(The Nationalist, 07 July 2006)
There’s an account in the gospel of how Jesus returned on one occasion to Nazareth, his hometown, and spoke there in the synagogue. Although those who heard his teaching were astounded, their sense of wonder soon turned to rejection. Instead of pride in the local man who makes good, it sounded like, ‘Who does he thinks he is? He’s getting beyond himself. He’s no better than the rest of us’.
The gospel says that Jesus ‘could do no deed of power there’. Not, ‘he did no deed’, but ‘he could do no deed’. It was not a refusal, as if Jesus were in a huff, but a simple inability. An explanation is given: ‘he was amazed at their unbelief’. The failure of Jesus to work miracles in Nazareth is like the “failure” of God to forgive those who don’t ask for forgiveness or those who wilfully refuse to admit it when they know they have done wrong. If the appropriate disposition – faith in him – had been present in his audience, Jesus would have healed. But, ‘God, who created us without us, did not wish to save us without us’. (Saint Augustine)
The Nazarenes’ attitudes hardened from skepticism, to opposition, to disbelief. What was behind this? Was it jealousy? Was it the pettiness of the small town? Was it that they thought little of themselves and their town, perhaps because of hearing it said, ‘Can anything good come out of Nazareth?’ (John 1.46) You can sense their feeling, ‘He’s just one of us. What’s so special about him?’
Was it a refusal to believe that what is ordinary and everyday may be a channel of grace? We find it hard to accept that ordinary people like ourselves can be anything special. We think a special person is someone from far away who looks, speaks, and dresses differently.

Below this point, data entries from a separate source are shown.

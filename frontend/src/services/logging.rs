use log::{Level, LevelFilter, Log, Metadata, Record};

/// Browser console logging with a component tag, e.g. `[booking] ...`
pub struct Logger;

impl Logger {
    pub fn debug_with_component(component: &str, message: &str) {
        gloo::console::debug!(format!("[{}] {}", component, message));
    }

    pub fn info_with_component(component: &str, message: &str) {
        gloo::console::info!(format!("[{}] {}", component, message));
    }

    pub fn warn_with_component(component: &str, message: &str) {
        gloo::console::warn!(format!("[{}] {}", component, message));
    }

    pub fn error_with_component(component: &str, message: &str) {
        gloo::console::error!(format!("[{}] {}", component, message));
    }
}

/// Routes the backend's `log` records to the browser console
struct ConsoleLog;

static CONSOLE_LOG: ConsoleLog = ConsoleLog;

impl Log for ConsoleLog {
    fn enabled(&self, metadata: &Metadata) -> bool {
        metadata.level() <= log::max_level()
    }

    fn log(&self, record: &Record) {
        if !self.enabled(record.metadata()) {
            return;
        }
        let component = record.module_path().unwrap_or("backend");
        let message = record.args().to_string();
        match record.level() {
            Level::Error => Logger::error_with_component(component, &message),
            Level::Warn => Logger::warn_with_component(component, &message),
            Level::Info => Logger::info_with_component(component, &message),
            Level::Debug | Level::Trace => Logger::debug_with_component(component, &message),
        }
    }

    fn flush(&self) {}
}

/// Install the console bridge; later calls are no-ops
pub fn init(level: LevelFilter) {
    if log::set_logger(&CONSOLE_LOG).is_ok() {
        log::set_max_level(level);
    }
}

Yet ordinary people, who are in no way perfect, who are well aware of their limitations, their stupidity, and their sinfulness, do great things.

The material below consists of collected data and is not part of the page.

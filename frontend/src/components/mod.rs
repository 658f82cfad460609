pub mod bookings_table;
pub mod design_card;
pub mod forms;
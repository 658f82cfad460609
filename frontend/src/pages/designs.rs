use shared::CatalogView;
use yew::prelude::*;

use crate::components::design_card::DesignCardView;
use crate::services::shop::PageProps;

#[function_component(DesignsPage)]
pub fn designs_page(props: &PageProps) -> Html {
    let view = {
        let shop = props.shop.clone();
        use_memo((), move |_| shop.catalog_service.catalog_view())
    };

    match &*view {
        CatalogView::Empty { message } => html! {
            <div id="designs-grid">
                <p class="no-data">{message}</p>
            </div>
        },
        CatalogView::Cards(cards) => html! {
            <div id="designs-grid" class="designs-grid">
                {for cards.iter().map(|card| html! {
                    <DesignCardView key={card.id} card={card.clone()} />
                })}
            </div>
        },
    }
}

Many ordinary people are holier than they think they are. There’s no merit in dumbing ourselves down; if we do, we’re dumbing down the grace of God at work in us.
Poets – in a different way, perhaps – have understood this. The Irish poet, Patrick Kavanagh, said: ‘The Holy Spirit is in the fields’. The English poet, Gerald Manley Hopkins, also, ‘The world is charged with the grandeur of God…’ And the English poetess, Elizabeth Barrett Browning, wrote:
‘Earth is crammed with Heaven
and every common bush
on fire with God.
But only he who sees
takes off his shoes.
The rest sit around
and pluck blackberries’.
A biblical character called Jacob said, ‘Surely God is in this place – and I did not know it!’ (Genesis 28.16)
For those in a hurry: ‘Prudence is ‘continual adventure, unending search, risk…. Prudence, for the Christian, is the virtue of the impossible converted into the reasonable…. It is the virtue of tireless initiative’. (Cardinal Garonne.)